In reply to Chris Craggs:
To continue with my earlier theme - that the best way to get a French grade for a route is to ask a Frenchman - but with a transatlantic twist, the following may be of interest. In the late summer of 1982 a group of US climbers visited on a BMC-organised meet; they spent a couple of weeks in North Wales and the Peak District. The host team routinely persuaded the visitors to ascribe American grades to the routes that they had just done - international travel and familiarity with other grading systems being far less commonplace than they are now - and their collective views were published in Mountain #89 (the one with Caveman on the cover). Arguably, French and American grades are pretty much the same thing but with different figures. Both, as far as I am aware, purport to define the physical difficulty of a section of relatively hard climbing between effective rests, have similar gradations, and both have optional add-on "seriousness" figures - R/X in the case of the American system, and the R/S 1/2/3 etc grades that are used in guidebooks to several alpine rock areas, and possibly elsewhere. I have transcribed the grades themselves, using the familiar conversion rate - ie 5.9 = 5, 5.10a = 5+, 5.10b = 6a, 5.10c = 6a+, etc, all the way to 5.12d = 7c; if you think this a little harsh then nudge them up a notch. Split grades obviously indicate a lack of total agreement. Here's the list:
- Ramshaw Crack; 6b (these were west coast Americans - good at cracks!)
- Downhill Racer; 6c
- Long John's Slab; 6a
- Chequers Crack; 5
- Beech Nut; 5+
- Stiff Cheese; 5+
- Tales of Yankee Power; 7a
- Nightmare of Brown Donkeys; 6a+, 6a+
- Darius; 6a
- Delicatessen; 5+, 5
- Debauchery; 5
- Golden Mile; 6c+/7a
- Ceramic; 6c
- Sirplum; 5
- Bastille; 7a+
- JR; 6c+
- Cenotaph Corner; 5/5+
- Left Wall; 6a/6a+
- Resurrection; 6c
- True Grip; 6c+
- Memory Lane; 6a+
- Foil; 6b+
- Atomic Hot Rod; 7a+
- Strike; 6b+
- The Strand; 5+
- Positron; 6a+, 6a+, 6c+ (the 2nd pitch was climbed direct to the Rat Race belay, thus missing out the tricky move left into Alien)
- Citadel pitch 1; 6c+
- Big Groove; 6a+
- Mousetrap; 5
- Dream of White Horses; 4+ (I think - they said 5.7)
- Grasper; 5+, 6a
- Zukator; 5, 6c+
- Marathon Man; 7a
- Extraction; 6a+, 6a+
- Vector; 4+, 6a, 5+
- Croaker; 6b+
- Cream; 6a+, 6c
- Void; 6b+/c
- Atomic Finger Flake; 6c/c+
- Strawberries; 7c
- Vulture; 6c+
- Fingerlicker; 6b+
- Axle Attack; 6c+/7a
- Mayfair; 6c+/7a
- The New Dimension; 6a+, 6b+, 5-
- Appian way; 4+, 5-, 5, 5
- Rude Awakening; 7a
- Great Wall (Forwen); 6b
- Quickstep; 6b+/c
- Moonwind Direct; 6c+
- Space Mountain; 6c+
- Pterodactyl; 5
- Banana Moon; 6a+/b
- Mojo plus Direct finish; 5, 6a
- Freedom; 5, 5+
- The Groan; 6b, 6b+
- Sangfroid Direct; 6a/+
- The Snake; 5+, 5
- Burgess Wall; 5+, 6b
The route you're possibly all waiting for, Right Wall, was the subject of some disagreement; one guy, who followed it and thus probably had the better idea of its physical difficulty, thought 6b (5.10d) - the other, who led it, and was probably trying to incorporate something of the route's run-out nature into the grade, said 6c+ (5.11c).

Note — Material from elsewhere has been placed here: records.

//! Locale fallback chain computation

use smallvec::SmallVec;

/// Ordered, deduplicated lookup candidates for one request.
pub type FallbackChain<'a> = SmallVec<[&'a str; 3]>;

/// Computes the locales to try for a requested tag: the tag itself, its
/// base language, then the configured default.
#[derive(Debug, Clone)]
pub struct LocaleResolver {
    default_locale: String,
}

impl LocaleResolver {
    pub fn new(default_locale: impl Into<String>) -> Self {
        Self {
            default_locale: default_locale.into(),
        }
    }

    pub fn default_locale(&self) -> &str {
        &self.default_locale
    }

    /// `en-US` with default `fr` yields `[en-US, en, fr]`. A blank request
    /// yields `[default]`.
    pub fn fallback_chain<'a>(&'a self, requested: &'a str) -> FallbackChain<'a> {
        let mut chain = FallbackChain::new();

        if !requested.trim().is_empty() {
            chain.push(requested);

            let base = base_language(requested);
            if !base.is_empty() && !chain.contains(&base) {
                chain.push(base);
            }
        }

        let default = self.default_locale.as_str();
        if !default.is_empty() && !chain.contains(&default) {
            chain.push(default);
        }

        chain
    }

    /// Locale whose number and date conventions apply to formatting
    pub fn format_locale<'a>(&'a self, requested: &'a str) -> &'a str {
        if requested.trim().is_empty() {
            &self.default_locale
        } else {
            requested
        }
    }
}

/// Primary language subtag; subtags are separated by `-` or `_`.
pub fn base_language(tag: &str) -> &str {
    tag.split(['-', '_']).next().unwrap_or(tag)
}

#[cfg(test)]
mod tests {
    use super::*;

    fn chain(default: &str, requested: &str) -> Vec<String> {
        LocaleResolver::new(default)
            .fallback_chain(requested)
            .iter()
            .map(|s| s.to_string())
            .collect()
    }

    #[test]
    fn test_full_chain() {
        assert_eq!(chain("fr", "en-US"), vec!["en-US", "en", "fr"]);
    }

    #[test]
    fn test_base_equals_default() {
        assert_eq!(chain("en", "en-US"), vec!["en-US", "en"]);
    }

    #[test]
    fn test_exact_equals_default() {
        assert_eq!(chain("en", "en"), vec!["en"]);
    }

    #[test]
    fn test_underscore_separator() {
        assert_eq!(chain("en", "pt_BR"), vec!["pt_BR", "pt", "en"]);
        assert_eq!(chain("en", "zh_Hant_TW"), vec!["zh_Hant_TW", "zh", "en"]);
    }

    #[test]
    fn test_blank_request_uses_default_only() {
        assert_eq!(chain("en", ""), vec!["en"]);
        assert_eq!(chain("en", "  "), vec!["en"]);
    }

    #[test]
    fn test_leading_separator_has_no_base() {
        assert_eq!(chain("en", "-x"), vec!["-x", "en"]);
    }

    #[test]
    fn test_chain_is_pure() {
        let resolver = LocaleResolver::new("de");
        assert_eq!(
            resolver.fallback_chain("de-AT"),
            resolver.fallback_chain("de-AT")
        );
    }

    #[test]
    fn test_format_locale() {
        let resolver = LocaleResolver::new("de");
        assert_eq!(resolver.format_locale("fr-CA"), "fr-CA");
        assert_eq!(resolver.format_locale(""), "de");
    }

    #[test]
    fn test_base_language() {
        assert_eq!(base_language("en-GB"), "en");
        assert_eq!(base_language("fr"), "fr");
        assert_eq!(base_language("sr_Latn_RS"), "sr");
    }
}
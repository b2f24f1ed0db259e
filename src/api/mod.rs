//! API layer - HTTP endpoint handlers organized by domain.

mod events;
mod health;
mod messages;
mod metrics;
mod routes;
mod templates;

pub use events::{publish_event, PublishEventRequest};
pub use health::{health, HealthResponse};
pub use messages::{get_message, resolve_message, PublishTarget, ResolveRequest, ResolveResponse};
pub use metrics::prometheus_metrics;
pub use routes::api_routes;
pub use templates::{list_templates, register_template, TemplateListResponse};
impl ReliablePublisher {
    pub fn new(sender: Arc<dyn MessageSender>, policy: RetryPolicy) -> Self {
        Self::with_reporter(sender, policy, Arc::new(LoggingReporter))
    }

    pub fn with_reporter(
        sender: Arc<dyn MessageSender>,
        policy: RetryPolicy,
        reporter: Arc<dyn DeliveryReporter>,
    ) -> Self {
        Self {
            sender,
            policy: RetryPolicy {
                max_attempts: policy.max_attempts.max(1),
                ..policy
            },
            reporter,
        }
    }

    pub fn policy(&self) -> &RetryPolicy {
        &self.policy
    }

    pub async fn publish(
        &self,
        channel: &str,
        key: &str,
        payload: &str,
    ) -> Result<PublishOutcome, PublishError> {
        self.publish_with_cancel(channel, key, payload, &CancellationToken::new())
            .await
    }

    #[tracing::instrument(name = "publisher.publish", skip(self, payload, cancel))]
    pub async fn publish_with_cancel(
        &self,
        channel: &str,
        key: &str,
        payload: &str,
        cancel: &CancellationToken,
    ) -> Result<PublishOutcome, PublishError> {
        if channel.is_empty() {
            return Err(PublishError::EmptyChannel);
        }
        if key.is_empty() {
            return Err(PublishError::EmptyKey);
        }

        let max_attempts = self.policy.max_attempts;
        let mut last_error = None;

        for attempt_number in 1..=max_attempts {
            if cancel.is_cancelled() {
                return Ok(self.cancelled(attempt_number - 1));
            }

            let attempt = PublishAttempt {
                channel,
                key,
                payload,
                attempt_number,
            };
            PublishMetrics::record_attempt();

            let result = match tokio::time::timeout(
                self.policy.send_timeout,
                self.sender.send(&attempt),
            )
            .await
            {
                Ok(result) => result,
                Err(_) => Err(SendError::Timeout(self.policy.send_timeout)),
            };

            match result {
                Ok(receipt) => {
                    tracing::info!(
                        attempt = attempt_number,
                        record_id = %receipt.record_id,
                        "Message sent on attempt #{}",
                        attempt_number
                    );
                    PublishMetrics::record_sent(attempt_number);
                    return Ok(PublishOutcome::Sent {
                        attempts: attempt_number,
                        record_id: receipt.record_id,
                    });
                }
                Err(e) => {
                    tracing::warn!(
                        attempt = attempt_number,
                        max_attempts,
                        error = %e,
                        "Send attempt failed"
                    );
                    last_error = Some(e);
                }
            }

            if attempt_number < max_attempts {
                tokio::select! {
                    biased;
                    _ = cancel.cancelled() => return Ok(self.cancelled(attempt_number)),
                    _ = tokio::time::sleep(self.policy.back_off_period) => {}
                }
            }
        }

        let last_error =
            last_error.unwrap_or_else(|| SendError::Broker("no attempt was made".to_string()));
        self.reporter
            .exhausted(channel, key, max_attempts, &last_error);
        PublishMetrics::record_exhausted(max_attempts);

        Ok(PublishOutcome::Exhausted {
            attempts: max_attempts,
            last_error: last_error.to_string(),
        })
    }

    fn cancelled(&self, attempts: u32) -> PublishOutcome {
        tracing::info!(attempts, "Publish cancelled before delivery");
        PublishMetrics::record_cancelled(attempts);
        PublishOutcome::Cancelled { attempts }
    }
}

Fairly evidently from the routes climbed, bearing in mind that this was thirty years ago, the American team were no slouches; the usual caveats about good climbers trying to put realistic grades on the occasional easier routes therefore apply. The few Great Orme routes that are now sport would, back then, have been mixed ethic; the odd bolt, peg or thread supplemented with leader-placed gear. The Forwen routes, due to the difficult access situation during the intervening years, may not be familiar to some people.